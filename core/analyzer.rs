use crate::chunking::chunk_text;
use crate::error::Result;
use crate::gather::FileRecord;
use crate::invoker::ModelInvoker;
use crate::prompt::PromptTemplate;
use log;

/// Report section for one file plus counters for the run summary.
#[derive(Debug, Clone, PartialEq, Eq)]
pub struct FileAnalysis {
    pub section: String,
    pub chunks: usize,
    pub fallbacks: usize,
}

pub fn section_header(file_path: &str) -> String {
    format!("==== Analyzing {} ====\n", file_path)
}

/// Sends every chunk of `file` to the model in order and joins the answers
/// under a header line. Empty files produce the header and blank line only.
pub fn analyze_file(
    file: &FileRecord,
    invoker: &dyn ModelInvoker,
    prompt: &PromptTemplate,
    max_chars: usize,
) -> Result<FileAnalysis> {
    let mut section = section_header(&file.path);
    let mut chunks = 0;
    let mut fallbacks = 0;

    for (index, chunk) in chunk_text(&file.content, max_chars)?.enumerate() {
        log::debug!(
            "Sending chunk {} of {} ({} chars)",
            index + 1,
            file.path,
            chunk.chars().count()
        );
        let response = invoker.invoke(&prompt.render(&file.path, chunk), &file.path);
        if response.is_fallback() {
            fallbacks += 1;
        }
        section.push_str(response.text());
        chunks += 1;
    }
    section.push('\n');

    log::trace!("Finished {} after {} chunks", file.path, chunks);
    Ok(FileAnalysis {
        section,
        chunks,
        fallbacks,
    })
}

* **WHAT YOU NEED TO DO**
The answer must be the full listing, returned exactly as given.

* **WRITTEN SOLUTION**
filename core/analyzer.rs
use crate::chunking::chunk_text;
use crate::error::Result;
use crate::gather::FileRecord;
use crate::invoker::ModelInvoker;
use crate::prompt::PromptTemplate;
use log;

/// Report section for one file plus counters for the run summary.
#[derive(Debug, Clone, PartialEq, Eq)]
pub struct FileAnalysis {
    pub section: String,
    pub chunks: usize,
    pub fallbacks: usize,
}

pub fn section_header(file_path: &str) -> String {
    format!("==== Analyzing {} ====\n", file_path)
}

/// Sends every chunk of `file` to the model in order and joins the answers
/// under a header line. Empty files produce the header and blank line only.
pub fn analyze_file(
    file: &FileRecord,
    invoker: &dyn ModelInvoker,
    prompt: &PromptTemplate,
    max_chars: usize,
) -> Result<FileAnalysis> {
    let mut section = section_header(&file.path);
    let mut chunks = 0;
    let mut fallbacks = 0;

    for (index, chunk) in chunk_text(&file.content, max_chars)?.enumerate() {
        log::debug!(
            "Sending chunk {} of {} ({} chars)",
            index + 1,
            file.path,
            chunk.chars().count()
        );
        let response = invoker.invoke(&prompt.render(&file.path, chunk), &file.path);
        if response.is_fallback() {
            fallbacks += 1;
        }
        section.push_str(response.text());
        chunks += 1;
    }
    section.push('\n');

    log::trace!("Finished {} after {} chunks", file.path, chunks);
    Ok(FileAnalysis {
        section,
        chunks,
        fallbacks,
    })
}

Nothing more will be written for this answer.